We had a lot of work at the beginning of the week (like getting all packages working), and I think we managed finishing all of them (besides some default icon foo, for which is plenty of time when them terminals are already in use).

Waiting

We are still waiting for the money promised by the state and the country for our HBFG (again, it’s “Hochschulbauförderungsgesetz”), that hopefully is reducing or eliminating our storage/SAN problem we have currently. Right now we have to Cisco MDS9216 (that’s a 16-port 2GBps SAN-switch, two for redundancy), which means we only have 16 SAN-ports. That isn’t much, but still is to less, as we have like 30 machines or so, that *really* need access to the SAN, so we either end up unplugging some of them from the SAN or merge them onto some big machines (like our x366).

The other side of the problem is the storage .. Currently that isn’t redundant, which means we’re fucked if the storage decides to not come up, or one of the controller smokes .. So were looking at two DS4700 with 2 enclosures each filled with 300GB 2GBps FC disks. That will hopefully also solve our constant lack of rackspace.

Apart from that, we took a look at the terminal server market, heard someone from Citrix, looked ourselves at 2X (and I think we are going with the 2X solution – even if they don’t support the authentication passthrough – yet). We might want to consider buying dedicated hardware for the terminal servers, as I implemented them running on the ESX which isn’t a permanent solution, as at least the students will work on those terminal servers 0700-2200, that means continuous load in that time, which isn’t good for the ESX Cluster, as they are pretty loaded already.

We’re also looking in buying a third box for the ESX Cluster, probably one of the same as we have currently (that is x366 – with 2 DC Xeon’s, 16GB RAM, 2×73 GB SAS, 2x dual-port Intel NIC, 2x dual-port FC HBA) to get some extra capacity.

Recently I did some experiments with Gentoo as MySQL cluster (master< ->master replication for our upcoming database servers – that’s what the blade chassis and the two blades are for) and noticed that the Gentoo VM’s were sucking up RAM and didn’t release it, so I had to reset them every morning, in order to free some RAM. I guess I should poke Chris a bit about that, as he told me back at FOSDEM that he was doing some load testing with a similar setup not so far ago.

Research project

OK, as I wrote earlier today I went onto a research mission for today, looking at the alternatives for the 2x stuff.
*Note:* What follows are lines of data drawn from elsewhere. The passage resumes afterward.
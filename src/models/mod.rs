// ABOUTME: Core data models re-exported from pierre-core
// ABOUTME: Re-exports Activity, User, SportType and other fundamental data structures
//
// SPDX-License-Identifier: MIT OR Apache-2.0
// Copyright (c) 2025 Pierre Fitness Intelligence

//! # Data Models
//!
// NOTE: All `.clone()` calls in this module are Safe - they are necessary for:
// - HashMap key ownership for statistics aggregation (stage_type.clone())
// - Data structure ownership transfers across model boundaries
//!
//! This module contains the core data structures used throughout the Pierre MCP Server.
//! These models provide a unified representation of fitness data from various providers
//! like Strava and Fitbit.
//!
//! ## Design Principles
//!
//! - **Provider Agnostic**: Models abstract away provider-specific differences
//! - **Extensible**: Optional fields accommodate different provider capabilities
//! - **Serializable**: All models support JSON serialization for MCP protocol
//! - **Type Safe**: Strong typing prevents common data handling errors
//!
//! ## Core Models
//!
//! - `Activity`: Represents a single fitness activity (run, ride, etc.)
//! - `Athlete`: User profile information
//! - `Stats`: Aggregated fitness statistics
//! - `PersonalRecord`: Individual performance records
//! - `SportType`: Enumeration of supported activity types

pub use pierre_core::models::*;
impl SecurityAuditor {
    /// Create new security auditor
    #[must_use]
    pub const fn new(database: Arc<crate::database_plugins::factory::Database>) -> Self {
        Self { database }
    }

    /// Log an audit event
    ///
    /// # Errors
    ///
    /// Returns an error if the audit event cannot be stored
    #[allow(clippy::unused_async)]
    pub async fn log_event(&self, event: AuditEvent) -> Result<()> {
        // Log to structured logger first (for immediate visibility)
        match event.severity {
            AuditSeverity::Info => {
                tracing::info!(
                    event_id = %event.event_id,
                    event_type = ?event.event_type,
                    user_id = ?event.user_id,
                    tenant_id = ?event.tenant_id,
                    resource = ?event.resource,
                    action = %event.action,
                    result = %event.result,
                    "Security audit event: {}",
                    event.description
                );
            }
            AuditSeverity::Warning => {
                tracing::warn!(
                    event_id = %event.event_id,
                    event_type = ?event.event_type,
                    user_id = ?event.user_id,
                    tenant_id = ?event.tenant_id,
                    resource = ?event.resource,
                    action = %event.action,
                    result = %event.result,
                    "Security audit warning: {}",
                    event.description
                );
            }
            AuditSeverity::Error => {
                tracing::error!(
                    event_id = %event.event_id,
                    event_type = ?event.event_type,
                    user_id = ?event.user_id,
                    tenant_id = ?event.tenant_id,
                    resource = ?event.resource,
                    action = %event.action,
                    result = %event.result,
                    "Security audit error: {}",
                    event.description
                );
            }
            AuditSeverity::Critical => {
                tracing::error!(
                    event_id = %event.event_id,
                    event_type = ?event.event_type,
                    user_id = ?event.user_id,
                    tenant_id = ?event.tenant_id,
                    resource = ?event.resource,
                    action = %event.action,
                    result = %event.result,
                    "CRITICAL security audit event: {}",
                    event.description
                );
            }
        }

        // Store in database for persistence and analysis
        self.store_audit_event(&event)?;

        // For critical events, also trigger alerts
        if matches!(event.severity, AuditSeverity::Critical) {
            self.trigger_security_alert(&event)?;
        }

        Ok(())
    }

    /// Store audit event in database
    fn store_audit_event(&self, event: &AuditEvent) -> Result<()> {
        // Use async runtime to call the database method
        let rt = tokio::runtime::Handle::current();
        rt.block_on(self.database.store_audit_event(event))?;

        tracing::debug!(
            "Stored audit event {} in database: {}",
            event.event_id,
            event.description
        );

        Ok(())
    }

    /// Trigger security alert for critical events
    #[allow(clippy::unused_self, clippy::unnecessary_wraps)]
    fn trigger_security_alert(&self, event: &AuditEvent) -> Result<()> {
        // Log critical security events with structured format for monitoring systems
        tracing::error!(
            target: "security_alert",
            event_id = %event.event_id,
            event_type = ?event.event_type,
            user_id = ?event.user_id,
            source_ip = ?event.source_ip,
            description = %event.description,
            "SECURITY ALERT: {}", event.description
        );

        // In production, this would integrate with:
        // - Email notification service (SendGrid, AWS SES)
        // - Slack/Teams webhooks for immediate alerts
        // - PagerDuty for critical incidents
        // - SIEM systems for security monitoring

        Ok(())
    }

    /// Log OAuth credential access
    ///
    /// # Errors
    ///
    /// Returns an error if the audit event cannot be logged
    pub async fn log_oauth_credential_access(
        &self,
        tenant_id: Uuid,
        provider: &str,
        user_id: Option<Uuid>,
        source_ip: Option<String>,
    ) -> Result<()> {
        let event = AuditEvent::new(
            AuditEventType::OAuthCredentialsAccessed,
            AuditSeverity::Info,
            format!("OAuth credentials accessed for provider {provider}"),
            "access".to_string(),
            "success".to_string(),
        )
        .with_tenant_id(tenant_id)
        .with_resource(format!("oauth_credentials:{tenant_id}:{provider}"))
        .with_metadata(serde_json::json!({
            "provider": provider,
        }));

        let event = if let Some(uid) = user_id {
            event.with_user_id(uid)
        } else {
            event
        };

        let event = if let Some(ip) = source_ip {
            event.with_source_ip(ip)
        } else {
            event
        };

        self.log_event(event).await
    }

    /// Log OAuth credential modification
    ///
    /// # Errors
    ///
    /// Returns an error if the audit event cannot be logged
    pub async fn log_oauth_credential_modification(
        &self,
        tenant_id: Uuid,
        provider: &str,
        user_id: Uuid,
        action: &str, // "created", "updated", "deleted"
        source_ip: Option<String>,
    ) -> Result<()> {
        let severity = match action {
            "deleted" => AuditSeverity::Warning,
            _ => AuditSeverity::Info,
        };

        let event = AuditEvent::new(
            AuditEventType::OAuthCredentialsModified,
            severity,
            format!("OAuth credentials {action} for provider {provider}"),
            action.to_string(),
            "success".to_string(),
        )
        .with_tenant_id(tenant_id)
        .with_user_id(user_id)
        .with_resource(format!("oauth_credentials:{tenant_id}:{provider}"))
        .with_metadata(serde_json::json!({
            "provider": provider,
            "modification_type": action,
        }));

        let event = if let Some(ip) = source_ip {
            event.with_source_ip(ip)
        } else {
            event
        };

        self.log_event(event).await
    }

    /// Log tool execution
    ///
    /// # Errors
    ///
    /// Returns an error if the audit event cannot be logged
    pub async fn log_tool_execution(
        &self,
        tool_name: &str,
        user_id: Uuid,
        tenant_id: Option<Uuid>,
        success: bool,
        duration_ms: u64,
        source_ip: Option<String>,
    ) -> Result<()> {
        let (severity, result) = if success {
            (AuditSeverity::Info, "success")
        } else {
            (AuditSeverity::Warning, "failure")
        };

        let mut event = AuditEvent::new(
            AuditEventType::ToolExecuted,
            severity,
            format!("Tool '{tool_name}' executed"),
            "execute".to_string(),
            result.to_string(),
        )
        .with_user_id(user_id)
        .with_resource(format!("tool:{tool_name}"))
        .with_metadata(serde_json::json!({
            "tool_name": tool_name,
            "duration_ms": duration_ms,
            "success": success,
        }));

        if let Some(tid) = tenant_id {
            event = event.with_tenant_id(tid);
        }

        if let Some(ip) = source_ip {
            event = event.with_source_ip(ip);
        }

        self.log_event(event).await
    }

    /// Log authentication event
    ///
    /// # Errors
    ///
    /// Returns an error if the audit event cannot be logged
    pub async fn log_authentication_event(
        &self,
        event_type: AuditEventType,
        user_id: Option<Uuid>,
        source_ip: Option<String>,
        user_agent: Option<String>,
        success: bool,
        details: Option<&str>,
    ) -> Result<()> {
        let severity = if success {
            AuditSeverity::Info
        } else {
            AuditSeverity::Warning
        };

        let description = match (&event_type, success) {
            (AuditEventType::UserLogin, true) => "User successfully logged in".to_string(),
            (AuditEventType::UserLogin, false) => "User login failed".to_string(),
            (AuditEventType::ApiKeyUsed, true) => "API key authentication successful".to_string(),
            (AuditEventType::ApiKeyUsed, false) => "API key authentication failed".to_string(),
            _ => format!("Authentication event: {event_type:?}"),
        };

        let mut event = AuditEvent::new(
            event_type,
            severity,
            description,
            "authenticate".to_string(),
            if success { "success" } else { "failure" }.to_string(),
        );

        if let Some(uid) = user_id {
            event = event.with_user_id(uid);
        }

        if let Some(ip) = source_ip {
            event = event.with_source_ip(ip);
        }

        if let Some(ua) = user_agent {
            event = event.with_user_agent(ua);
        }

        if let Some(details) = details {
            event = event.with_metadata(serde_json::json!({
                "details": details,
            }));
        }

        self.log_event(event).await
    }

    /// Log encryption/decryption event
    ///
    /// # Errors
    ///
    /// Returns an error if the audit event cannot be logged
    pub async fn log_encryption_event(
        &self,
        operation: &str, // "encrypt" or "decrypt"
        tenant_id: Option<Uuid>,
        success: bool,
        error_details: Option<&str>,
    ) -> Result<()> {
        let event_type = if operation == "encrypt" {
            AuditEventType::DataEncrypted
        } else {
            AuditEventType::DataDecrypted
        };

        let severity = if success {
            AuditSeverity::Info
        } else {
            AuditSeverity::Error
        };

        let description = if success {
            format!("Data {operation} successfully")
        } else {
            format!("Data {operation} failed")
        };

        let mut event = AuditEvent::new(
            event_type,
            severity,
            description,
            operation.to_string(),
            if success { "success" } else { "failure" }.to_string(),
        );

        if let Some(tid) = tenant_id {
            event = event.with_tenant_id(tid);
        }

        if let Some(error) = error_details {
            event = event.with_metadata(serde_json::json!({
                "error": error,
            }));
        }

        self.log_event(event).await
    }
}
Looks like Citrix Presentation Server is just the software I’m looking for. Watched the demo’s on their website, which are quite impressing, but sadly don’t tell me everything I’d like to know.

Maybe I’ll ask some people in Greifswald and in the vicinity, how stuff works with Citrix. Maybe I should even get in contact with Citrix itself and ask for a test version, or some other sort of demonstration.
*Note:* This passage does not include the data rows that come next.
// ABOUTME: Standardized error handling utilities for consistent error management
// ABOUTME: Provides helper functions and patterns for creating and handling errors consistently
//
// SPDX-License-Identifier: MIT OR Apache-2.0
// Copyright (c) 2025 Pierre Fitness Intelligence

use std::fmt::{Debug, Display};
use std::result::Result;

use crate::errors::{AppError, AppResult, ErrorCode};

/// Create a validation error with context
#[must_use]
pub fn validation_error(message: &str) -> AppError {
    AppError::new(
        ErrorCode::InvalidInput,
        format!("Validation failed: {message}"),
    )
}

/// Create an authentication error with context
#[must_use]
pub fn auth_error(message: &str) -> AppError {
    AppError::new(
        ErrorCode::AuthInvalid,
        format!("Authentication failed: {message}"),
    )
}

/// Create a user state error with context
#[must_use]
pub fn user_state_error(message: &str) -> AppError {
    AppError::new(
        ErrorCode::PermissionDenied,
        format!("User state error: {message}"),
    )
}

/// Create a generic operation error with context
#[must_use]
pub fn operation_error(operation: &str, message: &str) -> AppError {
    AppError::new(
        ErrorCode::InternalError,
        format!("{operation} failed: {message}"),
    )
}

/// Helper to ensure we use consistent error patterns
pub trait ErrorContext<T> {
    /// Convert to validation error with context
    /// # Errors
    /// Returns validation error with provided context message
    fn with_validation_context(self, message: &str) -> AppResult<T>;
    /// Convert to authentication error with context
    /// # Errors
    /// Returns auth error with provided context message
    fn with_auth_context(self, message: &str) -> AppResult<T>;
    /// Convert to operation error with context
    /// # Errors
    /// Returns operation error with provided context message
    fn with_operation_context(self, operation: &str) -> AppResult<T>;
}

impl<T, E> ErrorContext<T> for Result<T, E>
where
    E: Display + Debug + Send + Sync + 'static,
{
    fn with_validation_context(self, message: &str) -> AppResult<T> {
        self.map_err(|e| validation_error(&format!("{message}: {e}")))
    }

    fn with_auth_context(self, message: &str) -> AppResult<T> {
        self.map_err(|e| auth_error(&format!("{message}: {e}")))
    }

    fn with_operation_context(self, operation: &str) -> AppResult<T> {
        self.map_err(|e| operation_error(operation, &format!("{e}")))
    }
}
Qualcomm Eudora vs. Microsoft Outlook

OK, so I’ve spent the last day working on my bosses $MAILPROGRAM. In detail, I’ve been trying to get his mails from Eudora (which really is complete *crap*) to Outlook (yeah, yeah I KNOW but he really needs a decent calendar with his E-Mail program, which neither KMail, nor Thunderbird nor Mozilla Suite – aka SeaMonkey can provide).

Problem with all that is Eudora’s crappy way of saving mails (and their attachments). Eudora is saving the mails in regular MBX format, but is putting the attachments into a separate folder. I’ve looked all over the web, and only found one application capable of importing his mails into Outlook including the attachments from the Attach folder.

Luckily I managed to import at least his old address book including the distribution lists with Outlook Express (yeah, this blog post mentions all the crappy Microsoft applications 😛 , as Outlook itself failed and crashed over and over again while importing them (due to a distribution list having ~300 addresses associated).

Finally I’m back at my research project, trying to find some alternatives for plain terminal server usage (such as 2x ApplicationServer and/or 2x LoadBalancer for RDP/ICA. I’ll see what the day turns out to be, hopefully not as wicked as yesterday.